ACTIVITY:
Could you count the lines in the data that contain "outbound"? Reply with the number only.

[Stored data entries]
>>

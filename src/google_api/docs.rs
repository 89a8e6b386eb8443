//! Google Docs API v1 client.
//!
//! Used by transcript discovery to pull the full text of Gemini meeting-notes
//! documents. A 403 here surfaces as ScopeDenied: the documents scope was
//! added after the first release, so older grants need re-consent.

use serde::Deserialize;

use super::{api_get, GoogleApiError, DOCS_API};

// ============================================================================
// Wire types
// ============================================================================

#[derive(Debug, Clone, Deserialize)]
#[serde(rename_all = "camelCase")]
pub struct Document {
    #[serde(default)]
    pub title: Option<String>,
    #[serde(default)]
    pub body: Option<Body>,
}

#[derive(Debug, Clone, Deserialize)]
pub struct Body {
    #[serde(default)]
    pub content: Vec<StructuralElement>,
}

#[derive(Debug, Clone, Deserialize)]
pub struct StructuralElement {
    #[serde(default)]
    pub paragraph: Option<Paragraph>,
}

#[derive(Debug, Clone, Deserialize)]
pub struct Paragraph {
    #[serde(default)]
    pub elements: Vec<ParagraphElement>,
}

#[derive(Debug, Clone, Deserialize)]
#[serde(rename_all = "camelCase")]
pub struct ParagraphElement {
    #[serde(default)]
    pub text_run: Option<TextRun>,
}

#[derive(Debug, Clone, Deserialize)]
pub struct TextRun {
    #[serde(default)]
    pub content: String,
}

// ============================================================================
// API calls
// ============================================================================

/// Fetch a document by ID.
pub fn fetch_document(access_token: &str, doc_id: &str) -> Result<Document, GoogleApiError> {
    let url = format!("{DOCS_API}/{doc_id}");
    api_get(&url, access_token)
}

/// Flatten a document's paragraphs into plain text. Tables, images, and
/// other structural elements carry no text runs and are skipped.
pub fn extract_doc_text(document: &Document) -> String {
    let mut text = String::new();
    let Some(body) = &document.body else {
        return text;
    };
    for element in &body.content {
        let Some(paragraph) = &element.paragraph else {
            continue;
        };
        for part in &paragraph.elements {
            if let Some(run) = &part.text_run {
                text.push_str(&run.content);
            }
        }
    }
    text
}
//! Small shared helpers.

use std::io::Write;
use std::path::Path;

/// Write a string to a file atomically (temp file + rename).
///
/// Token files are rewritten on every refresh; a crash mid-write must not
/// leave a truncated credential behind.
pub fn atomic_write_str(path: &Path, content: &str) -> std::io::Result<()> {
    let tmp = path.with_extension("tmp");
    {
        let mut file = std::fs::File::create(&tmp)?;
        file.write_all(content.as_bytes())?;
        file.sync_all()?;
    }
    std::fs::rename(&tmp, path)
}

/// Extract the display label from an identity: `kmo@betterstory.co` → `betterstory.co`.
pub fn label_from_email(email: &str) -> String {
    match email.split_once('@') {
        Some((_, domain)) => domain.to_string(),
        None => email.to_string(),
    }
}

/// Sanitize an identity into a token filename: `foo@bar.com` → `foo_bar.com.json`.
///
/// The identity comes from the Google userinfo API, but path separators are
/// stripped anyway before it touches the filesystem.
pub fn email_to_token_filename(email: &str) -> String {
    let safe = email
        .replace('@', "_")
        .replace('/', "_")
        .replace('\\', "_")
        .replace("..", "_");
    format!("{safe}.json")
}

/// Parse an address header in either `Display Name <addr@host>` or bare form.
///
/// Returns `(name, email)`; name is empty for bare addresses.
pub fn parse_address(header: &str) -> (String, String) {
    let trimmed = header.trim();
    if let (Some(lt), Some(gt)) = (trimmed.find('<'), trimmed.rfind('>')) {
        if lt < gt {
            let email = trimmed[lt + 1..gt].trim().to_string();
            let name = trimmed[..lt].trim().trim_matches('"').trim().to_string();
            return (name, email);
        }
    }
    (String::new(), trimmed.to_string())
}
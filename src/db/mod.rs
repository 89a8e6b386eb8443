//! SQLite-based local store for synced records.
//!
//! The database lives at `<data_dir>/daybook.db` and holds the account
//! registry, synced emails and calendar events, imported transcripts, the
//! contact registry (written by the surrounding system, read-only here),
//! and per-source sync metadata.

use std::path::PathBuf;

use rusqlite::Connection;

pub mod accounts;
pub mod contacts;
pub mod emails;
pub mod events;
pub mod transcripts;

pub use accounts::Account;
pub use emails::NewEmail;
pub use events::NewEvent;

pub struct SyncDb {
    conn: Connection,
}

impl SyncDb {
    /// Open (or create) the database at the default path and apply the schema.
    pub fn open() -> Result<Self, String> {
        Self::open_at(crate::config::db_path())
    }

    /// Open a database at an explicit path. Useful for testing.
    pub fn open_at(path: PathBuf) -> Result<Self, String> {
        if let Some(parent) = path.parent() {
            if !parent.exists() {
                std::fs::create_dir_all(parent)
                    .map_err(|e| format!("Failed to create data dir: {e}"))?;
            }
        }

        let conn = Connection::open(&path)
            .map_err(|e| format!("Failed to open database at {}: {e}", path.display()))?;

        // WAL for concurrent reads from the tool layer
        conn.execute_batch("PRAGMA journal_mode=WAL;")
            .map_err(|e| format!("Failed to enable WAL: {e}"))?;

        crate::migrations::run_migrations(&conn)?;

        conn.execute_batch("PRAGMA foreign_keys = ON;")
            .map_err(|e| format!("Failed to enable foreign keys: {e}"))?;

        Ok(Self { conn })
    }

    /// Open an in-memory database with the full schema. Test-only convenience.
    pub fn open_in_memory() -> Result<Self, String> {
        let conn = Connection::open_in_memory()
            .map_err(|e| format!("Failed to open in-memory database: {e}"))?;
        crate::migrations::run_migrations(&conn)?;
        conn.execute_batch("PRAGMA foreign_keys = ON;")
            .map_err(|e| format!("Failed to enable foreign keys: {e}"))?;
        Ok(Self { conn })
    }

    /// Borrow the underlying connection for ad-hoc queries.
    pub fn conn_ref(&self) -> &Connection {
        &self.conn
    }

    /// Execute a closure within a SQLite transaction.
    /// Commits on Ok, rolls back on Err.
    pub fn with_transaction<F, T>(&self, f: F) -> Result<T, String>
    where
        F: FnOnce(&Self) -> Result<T, String>,
    {
        self.conn
            .execute_batch("BEGIN IMMEDIATE")
            .map_err(|e| format!("Failed to begin transaction: {e}"))?;
        match f(self) {
            Ok(val) => {
                self.conn
                    .execute_batch("COMMIT")
                    .map_err(|e| format!("Failed to commit transaction: {e}"))?;
                Ok(val)
            }
            Err(e) => {
                let _ = self.conn.execute_batch("ROLLBACK");
                Err(e)
            }
        }
    }

    // =========================================================================
    // Sync metadata (per-source staleness timestamps)
    // =========================================================================

    /// Read a sync metadata value.
    pub fn get_meta(&self, key: &str) -> Result<Option<String>, String> {
        use rusqlite::OptionalExtension;
        self.conn
            .query_row(
                "SELECT value FROM sync_meta WHERE key = ?1",
                [key],
                |row| row.get(0),
            )
            .optional()
            .map_err(|e| format!("Failed to read sync_meta[{key}]: {e}"))
    }

    /// Write a sync metadata value (upsert).
    pub fn set_meta(&self, key: &str, value: &str) -> Result<(), String> {
        self.conn
            .execute(
                "INSERT INTO sync_meta (key, value, updated_at)
                 VALUES (?1, ?2, datetime('now'))
                 ON CONFLICT(key) DO UPDATE SET
                    value = excluded.value,
                    updated_at = excluded.updated_at",
                [key, value],
            )
            .map_err(|e| format!("Failed to write sync_meta[{key}]: {e}"))?;
        Ok(())
    }
}
//! Gmail message sync.
//!
//! Two phases: pull message metadata over the network, then write the batch
//! in one transaction. A failure on one message never blocks the rest, and
//! a transport abort still records the staleness stamp with whatever count
//! was written before the abort.

use crate::db::{NewEmail, SyncDb};
use crate::google_api::gmail::{self, Message, MessageRef};
use crate::google_api::token_store::TokenStore;
use crate::google_api::GoogleApiError;
use crate::util::parse_address;

use super::{mark_synced, resolve_sync_identity, should_sync, RecordError, SyncReport,
            GMAIL_LAST_SYNCED};

/// Pull recent messages for the resolved account into the local store.
pub fn sync_messages(db: &SyncDb) -> SyncReport {
    if !should_sync(db, GMAIL_LAST_SYNCED) {
        log::debug!("Gmail synced within the freshness window; skipping");
        return SyncReport::skipped();
    }

    let mut report = SyncReport::default();

    let store = TokenStore::default_location();
    let Some((identity, token, account)) = resolve_sync_identity(db, &store) else {
        report.errors.push(RecordError::new(
            "credential",
            "No valid Google credential; connect an account first",
        ));
        return report;
    };
    let account_id = account.as_ref().map(|a| a.id);

    let refs = match gmail::list_recent_messages(&token) {
        Ok(refs) => refs,
        Err(e) => {
            log::warn!("Gmail message listing failed: {e}");
            report.errors.push(RecordError::new("list", e));
            mark_synced(db, GMAIL_LAST_SYNCED);
            return report;
        }
    };

    // Network phase: fetch metadata for messages we have not stored yet.
    let batch = collect_batch(db, &refs, &identity, account_id, &mut report, |id| {
        gmail::fetch_message_metadata(&token, id)
    });

    // Write phase: one transaction for the whole batch.
    let write_result = db.with_transaction(|tx| {
        let mut inserted = 0usize;
        for email in &batch {
            if tx.insert_email(email)? {
                inserted += 1;
            }
        }
        Ok(inserted)
    });
    match write_result {
        Ok(inserted) => report.synced = inserted,
        Err(e) => report.errors.push(RecordError::new("batch", e)),
    }

    if let Some(account) = &account {
        if let Err(e) = db.touch_account_synced(&account.email) {
            log::warn!("Failed to stamp account sync time: {e}");
        }
    }
    mark_synced(db, GMAIL_LAST_SYNCED);

    log::info!(
        "Gmail sync: {} new, {} errors ({} listed)",
        report.synced,
        report.errors.len(),
        refs.len()
    );
    report
}

/// Fetch metadata for every listed message not already stored.
///
/// One message's API failure is recorded and skipped; a transport-level
/// failure aborts the rest of the batch, since every later fetch would
/// fail the same way. Whatever was fetched before the abort still gets
/// written and counted.
fn collect_batch<F>(
    db: &SyncDb,
    refs: &[MessageRef],
    identity: &str,
    account_id: Option<i64>,
    report: &mut SyncReport,
    fetch: F,
) -> Vec<NewEmail>
where
    F: Fn(&str) -> Result<Message, GoogleApiError>,
{
    let mut batch = Vec::new();
    for msg_ref in refs {
        match db.email_exists(&msg_ref.id) {
            Ok(true) => continue,
            Ok(false) => {}
            Err(e) => {
                report.errors.push(RecordError::new(&msg_ref.id, e));
                continue;
            }
        }

        match fetch(&msg_ref.id) {
            Ok(message) => batch.push(message_to_new_email(db, &message, identity, account_id)),
            Err(GoogleApiError::Http(e)) => {
                log::warn!("Transport failure fetching {}: {e}; aborting batch", msg_ref.id);
                report.errors.push(RecordError::new(
                    "transport",
                    format!("Batch aborted after {} fetches: {e}", batch.len()),
                ));
                break;
            }
            Err(e) => {
                log::warn!("Failed to fetch message {}: {e}", msg_ref.id);
                report.errors.push(RecordError::new(&msg_ref.id, e));
            }
        }
    }
    batch
}

/// Shape a fetched message into a storable record: direction from the
/// sender vs. the authenticated identity, contact resolved against the
/// counterpart address.
fn message_to_new_email(
    db: &SyncDb,
    message: &Message,
    identity: &str,
    account_id: Option<i64>,
) -> NewEmail {
    let (from_name, from_address) = parse_address(message.header("From").unwrap_or(""));
    let from_address = from_address.to_lowercase();
    let to_addresses = message.header("To").unwrap_or("").to_string();

    let outbound = from_address.eq_ignore_ascii_case(identity);
    let direction = if outbound { "outbound" } else { "inbound" };

    // The counterpart is whoever is not us: recipient for sent mail,
    // sender for received mail.
    let counterpart = if outbound {
        let first_recipient = to_addresses.split(',').next().unwrap_or("");
        parse_address(first_recipient).1.to_lowercase()
    } else {
        from_address.clone()
    };
    let contact_id = db.find_contact_by_email(&counterpart).ok().flatten();

    NewEmail {
        gmail_id: message.id.clone(),
        thread_id: message.thread_id.clone(),
        account_id,
        contact_id,
        direction: direction.to_string(),
        from_address,
        from_name,
        to_addresses,
        subject: message.header("Subject").unwrap_or("").to_string(),
        snippet: message.snippet.clone(),
        labels: message.label_ids.join(","),
        is_read: !message.is_unread(),
        is_starred: message.is_starred(),
        received_at: message
            .received_at()
            .unwrap_or_else(|| chrono::Utc::now().to_rfc3339()),
    }
}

<<

RESPONSE TO THE TASK:
3